Our translational group has optimized methods of progenitor and granulocyte transfusion in neutropenic patients and validated novel methods to preserve and store plasma, platelets, red cells and T cells in clinical multi-center trials. Our group is now actively searching for the mechanisms that control cold platelet damage and identified key molecular signals and methods to prevent cold storage damage. Our group has generated first-in-human clinical data for a variety of biological therapies.

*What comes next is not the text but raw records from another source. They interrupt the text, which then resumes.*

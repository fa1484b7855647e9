//! Request / response bodies for the `generateContent` endpoint.
//!
//! Field names follow the REST API (`camelCase`); optional generation
//! parameters are omitted from the JSON when `None`.

use serde::{Deserialize, Serialize};

// ---------------------------------------------------------------------------
// Request
// ---------------------------------------------------------------------------

#[derive(Debug, Clone, PartialEq, Serialize, Deserialize)]
#[serde(rename_all = "camelCase")]
pub struct GenerateRequest {
    pub contents: Vec<Content>,
    pub generation_config: GenerationConfig,
}

impl GenerateRequest {
    /// Single-turn request carrying one text part.
    pub fn single(prompt: String, generation_config: GenerationConfig) -> Self {
        Self {
            contents: vec![Content {
                parts: vec![Part { text: prompt }],
            }],
            generation_config,
        }
    }
}

#[derive(Debug, Clone, PartialEq, Serialize, Deserialize)]
pub struct Content {
    #[serde(default)]
    pub parts: Vec<Part>,
}

#[derive(Debug, Clone, PartialEq, Serialize, Deserialize)]
pub struct Part {
    pub text: String,
}

/// Sampling parameters.
#[derive(Debug, Clone, Copy, PartialEq, Serialize, Deserialize)]
#[serde(rename_all = "camelCase")]
pub struct GenerationConfig {
    pub temperature: f32,
    #[serde(skip_serializing_if = "Option::is_none")]
    pub top_p: Option<f32>,
    #[serde(skip_serializing_if = "Option::is_none")]
    pub top_k: Option<u32>,
    #[serde(skip_serializing_if = "Option::is_none")]
    pub max_output_tokens: Option<u32>,
}

// ---------------------------------------------------------------------------
// Responses
// ---------------------------------------------------------------------------

/// 2xx body. Everything below `candidates` is optional so that an unexpected
/// shape deserialises and is then reported by [`first_text`](Self::first_text).
#[derive(Debug, Clone, Default, Deserialize)]
pub struct GenerateResponse {
    #[serde(default)]
    pub candidates: Vec<Candidate>,
}

#[derive(Debug, Clone, Default, Deserialize)]
pub struct Candidate {
    pub content: Option<Content>,
}

impl GenerateResponse {
    /// Text of the first part of the first candidate.
    pub fn first_text(&self) -> Option<&str> {
        self.candidates
            .first()?
            .content
            .as_ref()?
            .parts
            .first()
            .map(|p| p.text.as_str())
    }
}

/// Non-2xx body: `{ "error": { "message": "..." } }`, every level optional.
#[derive(Debug, Clone, Default, Deserialize)]
pub struct ErrorEnvelope {
    pub error: Option<ErrorBody>,
}

#[derive(Debug, Clone, Default, Deserialize)]
pub struct ErrorBody {
    pub message: Option<String>,
}

impl ErrorEnvelope {
    pub fn message(&self) -> Option<&str> {
        self.error.as_ref()?.message.as_deref()
    }
}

Our basic biology laboratory has been pivotal in the elucidation of the cellular and molecular mechanisms of hematopoietic cells through the Rho family of GTPases in health and disease. We provided the basis for understanding of the physiological cell-autonomous and microenvironment/cytokine signaling and metabolic/mitochondrial dependent mechanisms in the context of myeloid progenitor migration and bone marrow retention. Our group also defined the mechanisms that control oncogenic tyrosine kinase signals dependent transformation in leukemic progenitors and identifying specific intrinsic and microenvironment-dependent signaling through Rho GTPases. Finally, through hematopoietic differentiation of human induced pluripotent stem cells (iPSC) from SCN patients, our laboratory has unveiled the pathogenetic mechanisms of neutropenia in patients with ELANE mutations resulting in neutrophil elastase intracellular mislocalization, endoplasmic reticulum stress and apoptosis along with a non-cell autonomous effect on myeloid progenitors responsible to a bias towards monocytosis. Our laboratory has also developed specific methods for the characterization of iPSC from the progenitor cell biology consortium and developed/validated new methods for cryopreservation/delivery of functionally active lymphocyte populations in the context of adoptive transfer.